On 2015-01-02 10:45, Pete Hardie wrote:
> I'm not a fan of the forced donation of power for hotspots either, but so
> far for me Comcast has been less of a liar than AT&T, whose DSL offering
> maxed out at 1.5M, and who was willing to keep telling me to reset my
> equipment when a simple check of their equipment would clear out the
> problem....
> 
> On Fri, Jan 2, 2015 at 1:19 PM, Michael H. Warfield <mhw at wittsend.com>
> wrote:
> 
>> [Disclaimer]
>>
>> I gave up on Comcast years ago.  Even if they offered me twice the
>> bandwidth they do now at half the price they do now, I would refuse.  I
>> got tired of all the lies they told me (multiple documented occasions)

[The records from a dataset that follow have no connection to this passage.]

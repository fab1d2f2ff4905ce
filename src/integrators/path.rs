//! Unidirectional path tracer with next-event estimation and multiple
//! importance sampling (spec section 4.3, "Integrator"), grounded in the
//! teacher's tile-oriented `BDPTIntegrator` structure but replacing its
//! bidirectional vertex connections with the single-strategy NEE+MIS
//! estimator this core's spec calls for.

use std::sync::Arc;

use crate::bsdfs::Bsdf;
use crate::core::frame::Frame;
use crate::core::geometry::{vec3_dot_vec3f, Point3f, Ray, Spectrum, Vector3f};
use crate::core::interaction::{IntersectionData, IntersectionInfo};
use crate::core::lobes::{self, Lobes};
use crate::core::pbrt::{Float, SHADOW_EPSILON};
use crate::core::rng::Rng;
use crate::core::sampling::power_heuristic;
use crate::core::scatter_event::{MediumScatterEvent, MediumState, SurfaceScatterEvent};
use crate::core::scene::Scene;
use crate::integrators::IntegratorSettings;
use crate::media::Medium;
use crate::samplers::Sampler;

/// BSDF lobes the continuation ray is sampled from: everything but the
/// Forward lobe, which the integrator handles itself via the
/// generalized-shadow-ray skip-through below rather than ever drawing it
/// from `Bsdf::sample`. `!lobes::FORWARD` reduces to "every named lobe
/// except Forward" since `Not` is defined relative to `lobes::ALL`.
fn continuation_lobes() -> Lobes {
    !lobes::FORWARD
}

/// The strategy itself, parameterized only by `IntegratorSettings`; it
/// holds no per-render mutable state so a single instance is shared
/// (read-only) across every `rayon` tile task.
pub struct PathTracer {
    pub settings: IntegratorSettings,
}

>> years ago.  I can tolerate incompetence or ignorance but malice
>> aforethought will not stand.  I have plenty of bitching points with ATT
>> Uverse but, at least, willful lies are not one of them...
>>
>> That all being said...
>>
>> [/Disclaimer]
>>
>> The saga of Comcast using your premises and your electricity to promote
>> THEIR wifi services is well documented.  I saw this first hand just this
>> last month where the clutter of Xfiniti public access points (on all
>> possible channels) were drowning out (beaconing) the legitimate services
>> in a residential neighborhood, making non-xfiniti services unreliable
>> even within a single home where we were staying.
>>
>> The horror stories of their so called "customer support" is also well
>> documented...  Safe advice is now to ALWAYS record any support call with
>> Comcast...  Latest in that saga...
>>
>>
>> https://www.techdirt.com/articles/20141231/01553029553/yet-another-horrible-comcast-customer-service-experience-goes-viral.shtml
>>
>> Now, they are increasing your "rental fees" by 25% for the privilege of
>> providing their "service" to their customers using your facilities.  The
>> rental fee on "their" cable modem is going up...
>>
>> http://techcrunch.com/2014/12/31/on-comcast-buy-your-own-modem/
>>
>> I still have a couple of my old DOCSIS 2 modems from the last time I was
>> wasting my time with Comicalcast.  But now, at $120 a year to rent their
>> "we advertise our own open service from your property" modems, why is
>> anyone still renting their modems?  Morotola DOCSIS 3 cable modems are
>> starting around $70 on Amazon?  That's what?  7 MONTHS return on
>> investment?!?!  And you are not providing them with free electricity and
>> facilities for their network or cluttering the air with their access
>> point beacons.  How do they continue to get away with this???